Northwestern Benevolent & Mutual Aid Ass'n v. Wanner

24 Ill. App. 357 | Ill. App. Ct. | 1887

Lacey, J.

We are of the opinion that the pleas are not good and that the court below did not err in sustaining a demurrer to them. It appears at the time Joseph Wanner took the certificate of insurance, there was no such by-laws as was afterward passed and numbered 17, and it is, therefore, no bar to the recovery of appellee if the insured should die by his own hand, act or procurement, sane or insane. But it is contended by counsel for appellant that Joseph Wanner was a member of the society as well as a contractor for insurance or benefit, and that by his certificate he took it on the condition that he should comply with the constitution and bylaws of the association, and the appellant having the power to make by-laws, might make and change them so as to make the contract of insurance contain important conditions and limitations touching appellant’s liability it did not contain before.

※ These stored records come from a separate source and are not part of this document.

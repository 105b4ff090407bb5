//! Node configuration structures and loaders.
use std::env;
use std::path::PathBuf;
use std::time::Duration;

use arena_runtime::RuntimeConfig;
use thiserror::Error;

#[derive(Debug, Error)]
pub enum NodeConfigError {
    #[error("ARENA_MODE must be one of bout, tournament, schedule (got {0:?})")]
    Mode(String),

    #[error("ARENA_ROSTER must name at least two competitors")]
    Roster,

    #[error(transparent)]
    Runtime(#[from] arena_runtime::ConfigError),
}

/// What the node does once it is up.
#[derive(Clone, Copy, Debug, Default, PartialEq, Eq, strum::Display, strum::EnumString)]
#[strum(serialize_all = "lowercase", ascii_case_insensitive)]
pub enum Mode {
    /// One bout between the first two roster entries.
    #[default]
    Bout,
    /// Single-elimination bracket over the whole roster.
    Tournament,
    /// Random pairings on an interval until Ctrl-C.
    Schedule,
}

#[derive(Clone, Debug)]
pub struct NodeConfig {
    pub mode: Mode,
    pub roster: Vec<String>,
    pub betting_window: Duration,
    pub schedule_interval: Duration,
    /// Stake seeded on each side of every pool by the in-memory ledger.
    pub opening_stake: u64,
    pub session_id: Option<String>,
    pub log_dir: Option<PathBuf>,
    pub runtime: RuntimeConfig,
}

impl Default for NodeConfig {
    fn default() -> Self {
        Self {
            mode: Mode::default(),
            roster: Vec::new(),
            betting_window: Duration::ZERO,
            schedule_interval: Duration::from_secs(60),
            opening_stake: 100,
            session_id: None,
            log_dir: None,
            runtime: RuntimeConfig::default(),
        }
    }
}

impl NodeConfig {
    /// Construct configuration from process environment variables.
    ///
    /// Environment variables:
    /// - `ARENA_MODE` - `bout`, `tournament` or `schedule` (default: bout)
    /// - `ARENA_ROSTER` - Comma-separated competitor names (default: built-in four)
    /// - `ARENA_BETTING_WINDOW_SECS` - Betting window per bout (default: 0)
    /// - `ARENA_SCHEDULE_INTERVAL_SECS` - Pause between scheduled bouts (default: 60)
    /// - `ARENA_OPENING_STAKE` - Stake per side seeded into each pool (default: 100)
    /// - `ARENA_SESSION_ID` - Log session identifier (default: timestamp)
    /// - `ARENA_LOG_DIR` - Log directory (default: platform cache dir)
    ///
    /// Runtime tuning variables are read by [`RuntimeConfig::from_env`].
    pub fn from_env() -> Result<Self, NodeConfigError> {
        let mut config = Self::default();

        if let Ok(mode) = env::var("ARENA_MODE") {
            config.mode = mode
                .trim()
                .parse()
                .map_err(|_| NodeConfigError::Mode(mode.clone()))?;
        }

        if let Ok(roster) = env::var("ARENA_ROSTER") {
            config.roster = parse_roster(&roster);
            if config.roster.len() < 2 {
                return Err(NodeConfigError::Roster);
            }
        }

        if let Some(secs) = read_env::<u64>("ARENA_BETTING_WINDOW_SECS") {
            config.betting_window = Duration::from_secs(secs);
        }
        if let Some(secs) = read_env::<u64>("ARENA_SCHEDULE_INTERVAL_SECS") {
            config.schedule_interval = Duration::from_secs(secs.max(1));
        }
        if let Some(stake) = read_env::<u64>("ARENA_OPENING_STAKE") {
            config.opening_stake = stake;
        }

        config.session_id = env::var("ARENA_SESSION_ID").ok();
        config.log_dir = env::var("ARENA_LOG_DIR").ok().map(PathBuf::from);

        config.runtime = RuntimeConfig::from_env();
        config.runtime.validate()?;

        Ok(config)
    }
}

fn parse_roster(raw: &str) -> Vec<String> {
    raw.split(',')
        .map(str::trim)
        .filter(|name| !name.is_empty())
        .map(str::to_owned)
        .collect()
}

fn read_env<T>(key: &str) -> Option<T>
where
    T: std::str::FromStr,
{
    env::var(key).ok()?.parse().ok()
}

We can not agree with this view of the law; undoubtedly the appellant might change its b)r-laws and even pass No. 17 but it could not do so in a manner to give the subsequent by-law a retroactive effect as to contracts and obligations entered in before that time, unless it could be clearly seen that such power was reserved. Nothing of the kind appears in the certificate in question. Joseph Wanner, according to the certificate, must comply with the by-laws, but what by-laws? Evidently the by-laws then in existence, but none to be passed affecting the vital principles of his contract.

It might well be that he would be bound by any by law subsequently passed that only referred to mere regulations not changing his contract in substance. It is the general policy of all our constitutions and laws, that no law shall be passed invalidating a contract existing at the time of its passage.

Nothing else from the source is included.